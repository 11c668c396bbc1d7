//! Metrics collection and exposition.
//!
//! # Responsibilities
//! - Define gateway metrics (requests, latency, gate rejections, upstream errors)
//! - Expose a Prometheus-compatible scrape endpoint
//!
//! # Metrics
//! - `gateway_requests_total` (counter): requests by method, status, route
//! - `gateway_request_duration_seconds` (histogram): latency by route
//! - `gateway_rate_limited_total` (counter): rate gate rejections
//! - `gateway_auth_failures_total` (counter): auth gate rejections by reason
//! - `gateway_upstream_errors_total` (counter): relay failures by service, kind
//! - `gateway_upstream_health` (gauge): 1=healthy, 0=unhealthy
//! - `gateway_rate_limiter_clients` (gauge): tracked client windows
//! - `gateway_internal_faults_total` (counter): contained panics
//!
//! # Design Decisions
//! - Recording is a no-op until the exporter is installed
//! - Labels are low-cardinality: route names, never raw paths

use std::net::SocketAddr;
use std::time::Instant;

use metrics_exporter_prometheus::PrometheusBuilder;

/// Install the Prometheus exporter with its own HTTP listener.
pub fn init_metrics(addr: SocketAddr) {
    match PrometheusBuilder::new().with_http_listener(addr).install() {
        Ok(()) => tracing::info!(address = %addr, "Metrics exporter listening"),
        Err(e) => tracing::error!(address = %addr, error = %e, "Failed to install metrics exporter"),
    }
}

pub fn record_request(method: &str, status: u16, route: &str, started: Instant) {
    ::metrics::counter!(
        "gateway_requests_total",
        "method" => method.to_string(),
        "status" => status.to_string(),
        "route" => route.to_string()
    )
    .increment(1);
    ::metrics::histogram!("gateway_request_duration_seconds", "route" => route.to_string())
        .record(started.elapsed().as_secs_f64());
}

pub fn record_rate_limited() {
    ::metrics::counter!("gateway_rate_limited_total").increment(1);
}

pub fn record_auth_failure(reason: &'static str) {
    ::metrics::counter!("gateway_auth_failures_total", "reason" => reason).increment(1);
}

pub fn record_upstream_error(service: &str, kind: &'static str) {
    ::metrics::counter!(
        "gateway_upstream_errors_total",
        "service" => service.to_string(),
        "kind" => kind
    )
    .increment(1);
}

pub fn record_upstream_health(service: &str, healthy: bool) {
    ::metrics::gauge!("gateway_upstream_health", "service" => service.to_string())
        .set(if healthy { 1.0 } else { 0.0 });
}

pub fn record_rate_limiter_clients(count: usize) {
    ::metrics::gauge!("gateway_rate_limiter_clients").set(count as f64);
}

pub fn record_internal_fault() {
    ::metrics::counter!("gateway_internal_faults_total").increment(1);
}
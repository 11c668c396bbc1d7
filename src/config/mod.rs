//! Configuration management subsystem.
//!
//! # Data Flow
//! ```text
//! config file (TOML) or built-in defaults
//!     → loader.rs (parse & deserialize, environment overrides)
//!     → validation.rs (semantic checks)
//!     → GatewayConfig (validated, immutable)
//!     → shared via Arc to all subsystems
//! ```
//!
//! # Design Decisions
//! - Config is immutable once loaded; the route table in particular never
//!   changes after startup
//! - All fields have defaults to allow minimal configs
//! - Validation separates syntactic (serde) from semantic checks

pub mod loader;
pub mod schema;
pub mod validation;

pub use loader::{load_config, load_default, ConfigError};
pub use schema::{
    AuthConfig, AuthRequirement, CorsConfig, GatewayConfig, ListenerConfig, LogFormat,
    ObservabilityConfig, RateLimitConfig, RouteConfig, SecurityConfig, ServiceConfig,
    SessionBackend, SessionConfig, TimeoutConfig,
};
---*---
Work item
Scan the records above and tell how many lines include the word "started"; the number is all that should be written.

Response box
2